Years ago the movie “The Paper” starring Michael Keaton, Glen Close, and Robert Duval (yes I realize that I’ve referenced two 1980s Michael Keaton movies in the last three posts) had a great little scene that was both funny and illustrative of my larger point. As the lead editor gathered his staff in the morning to go over the stories they’d be pursuing that day, reporters on the international beat pitch him stories about earthquakes and plane crashes in far away countries. After each story they are required to answer the question, “How many New Yorkers were killed?”His point being that 100 people dead in Asia is a tragedy, but 2 New Yorkers among the dead is a headline. We are better able to understand and empathize with those whom we feel similar to in some way, and this basic fact of human nature translates to a disproportionate concern in our news programs, our news papers, our personal reading habits, our economic aid, our support for NGOs and even our support for governmental involvement and intervention around the world. Europe and China make page one, South America and India are lucky to make section A.

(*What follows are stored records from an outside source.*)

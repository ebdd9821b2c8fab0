use thiserror::Error;

/// Top-level error type for the Signa system.
///
/// Subsystem crates with richer failure modes define their own error types
/// and convert to and from `SignaError` so that `?` works across crate
/// boundaries.
#[derive(Debug, Error)]
#[non_exhaustive]
pub enum SignaError {
    #[error("Configuration error: {0}")]
    Config(String),

    #[error("Invalid animation: {0}")]
    InvalidAnimation(String),

    #[error("Notation error: {0}")]
    Notation(String),

    #[error("Video error: {0}")]
    Video(String),

    #[error("Credential error: {0}")]
    Credential(String),

    #[error("Session error: {0}")]
    Session(String),

    #[error("I/O error: {0}")]
    Io(#[from] std::io::Error),

    #[error("Serialization error: {0}")]
    Serialization(String),
}

impl From<toml::de::Error> for SignaError {
    fn from(err: toml::de::Error) -> Self {
        SignaError::Config(err.to_string())
    }
}

impl From<toml::ser::Error> for SignaError {
    fn from(err: toml::ser::Error) -> Self {
        SignaError::Config(err.to_string())
    }
}

impl From<serde_json::Error> for SignaError {
    fn from(err: serde_json::Error) -> Self {
        SignaError::Serialization(err.to_string())
    }
}

/// A specialized `Result` type for Signa operations.
pub type Result<T> = std::result::Result<T, SignaError>;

Ok, brass tacks time: is this simply a fact of human nature and a result of our limited attention spans, or is there something deeper going on here that Liberal Evangelicals in particular should be concerned with, and what does the Pew Religious Forum have to do with it? On a very basic level, this issue reflects the first real interior debate that the early Church had; are we going to be an internally oriented movement, or do we broaden our concern to include the Gentile world? Should the Gospel move beyond Jerusalem, beyond the Levant, and outside of the synagogues in order to seek out the larger Roman world? The analogy here with current trends within North American news organizations and the limited attention of many Christians is obvious. Evangelicals should be more concerned to look to outsiders and see them as sister and brothers.
But as Liberal Evangelicals we ought to go one step further and work to see the multi-faceted humanity of those who don’t live in Europe, North America and the Middle-East (to name only three areas of the world that garner a disproportionate amount of our attention, our aid, and our money). These people are not mere tabulae rasae (my wife teaches latin, so I hope my plurals are correct), blank slates, empty templates or cookie-cutter potential converts. They are fully textured human beings with concerns, ideas, dreams, pains, and needs of their own. The implications of this often overlooked fact are legion and I’ll explore some of them in the weeks and months ahead, but I’d like to make a recommendation to any readers who would accept the challenge of expanding their sense of the complexity of our world. Take some time each week to look at the Pew Forum News feed, even if you only glance at the headline and pick a few choice pieces. But when you do so, try to avoid repeating your habitual reading patterns. Read a piece on Indian Buddhists, look at a story on Catholicism in the Philippines, or take the time to learn something about Sikh and Muslim relations in Pakistan and India. As a non-profit organization the Pew Forum does not have to worry about whether or not a story will generate page views or sell ad space, and so they are better able to reflect the true diversity of the religious world. And this diversity should give us a truer picture of these people, people to whom our churches are working to reach out.